- **PROBLEM TO WORK ON**:
Print nothing but the lines below starting at the line that holds "let mut current = sql.to_string();" and ending at the line that holds "let (fixed, count)", including both, each exactly as written.
═════ AVAILABLE DATA ═════
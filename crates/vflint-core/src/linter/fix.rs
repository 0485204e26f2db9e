//! Lint fixes and their application to SQL text.
//!
//! Rules describe fixes in terms of segments. The linter lowers them to byte
//! range [`TextEdit`]s, which are applied here in a single left-to-right pass.

use super::config::LintConfig;
use super::document::LintDocument;
use super::Linter;
use crate::error::ParseError;
use crate::segments::Segment;
use crate::types::{Dialect, Span, TextEdit};
#[cfg(feature = "tracing")]
use tracing::debug;

/// A segment-level edit proposed by a rule.
#[derive(Debug, Clone, PartialEq, Eq)]
pub enum LintFix {
    /// Replace `target` with the `edit` segments.
    Replace { target: Segment, edit: Vec<Segment> },
    /// Insert the `edit` segments immediately before `anchor`.
    CreateBefore { anchor: Segment, edit: Vec<Segment> },
}

impl LintFix {
    pub fn replace(target: &Segment, edit: Vec<Segment>) -> Self {
        Self::Replace {
            target: target.clone(),
            edit,
        }
    }

    pub fn create_before(anchor: &Segment, edit: Vec<Segment>) -> Self {
        Self::CreateBefore {
            anchor: anchor.clone(),
            edit,
        }
    }

    /// The text the fix writes.
    pub fn edit_raw(&self) -> String {
        let edit = match self {
            Self::Replace { edit, .. } | Self::CreateBefore { edit, .. } => edit,
        };
        edit.iter().map(Segment::raw).collect()
    }

    /// Lowers the fix to a byte-range edit of the source it was computed on.
    pub fn to_text_edit(&self) -> TextEdit {
        let span = match self {
            Self::Replace { target, .. } => target.span(),
            Self::CreateBefore { anchor, .. } => Span::at(anchor.position().offset),
        };
        TextEdit::new(span, self.edit_raw())
    }
}

/// Result of fixing a SQL document.
#[derive(Debug, Clone, PartialEq, Eq)]
pub struct FixOutcome {
    pub sql: String,
    /// Number of text edits applied across all loops.
    pub applied: usize,
    pub changed: bool,
    /// Number of lint/apply loops that changed the text.
    pub loops: usize,
}

/// Applies `edits` to `sql`.
///
/// Edits are applied in source order. Exact duplicates collapse into one, and
/// an edit overlapping one already taken is dropped; a later lint pass picks
/// it up again if it still applies. Returns the new text and the number of
/// edits applied.
pub fn apply_text_edits(sql: &str, edits: &[TextEdit]) -> (String, usize) {
    let mut ordered: Vec<&TextEdit> = edits
        .iter()
        .filter(|edit| edit.span.start <= edit.span.end && edit.span.end <= sql.len())
        .filter(|edit| sql.is_char_boundary(edit.span.start) && sql.is_char_boundary(edit.span.end))
        .collect();
    ordered.sort();
    ordered.dedup();

    let mut out = String::with_capacity(sql.len());
    let mut cursor = 0usize;
    let mut last_insert_at: Option<usize> = None;
    let mut applied = 0usize;

    for edit in ordered {
        let Span { start, end } = edit.span;
        if start < cursor {
            continue;
        }
        // Only one insertion per position, and nothing may replace text
        // directly after an insertion at the same offset.
        if last_insert_at == Some(start) {
            continue;
        }

        out.push_str(&sql[cursor..start]);
        out.push_str(&edit.replacement);
        cursor = end;
        last_insert_at = edit.span.is_empty().then_some(start);
        applied += 1;
    }

    out.push_str(&sql[cursor..]);
    (out, applied)
}

/// Lints `sql`, applies every fix, and repeats until the text is stable or
/// `config.runaway_limit` loops have run.
pub fn fix_sql(sql: &str, dialect: Dialect, config: &LintConfig) -> Result<FixOutcome, ParseError> {
    let linter = Linter::new(config.clone());
    let mut current = sql.to_string();
    let mut applied = 0usize;
    let mut loops = 0usize;

    while loops < config.runaway_limit {
        let document = LintDocument::parse(&current, dialect)?;
        let edits: Vec<TextEdit> = linter
            .check_document(&document)
            .into_iter()
            .flat_map(|issue| issue.fixes)
            .collect();
        if edits.is_empty() {
            break;
        }

        let (fixed, count) = apply_text_edits(&current, &edits);
        if count == 0 || fixed == current {
            break;
        }

        #[cfg(feature = "tracing")]
        debug!(loop_index = loops, edits = count, "applied lint fixes");

        current = fixed;
        applied += count;
        loops += 1;
    }

    Ok(FixOutcome {
        changed: current != sql,
        sql: current,
        applied,
        loops,
    })
}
═════
- **EXPECTED ANSWER**:
    let mut current = sql.to_string();
    let mut applied = 0usize;
    let mut loops = 0usize;

    while loops < config.runaway_limit {
        let document = LintDocument::parse(&current, dialect)?;
        let edits: Vec<TextEdit> = linter
            .check_document(&document)
            .into_iter()
            .flat_map(|issue| issue.fixes)
            .collect();
        if edits.is_empty() {
            break;
        }

        let (fixed, count) = apply_text_edits(&current, &edits);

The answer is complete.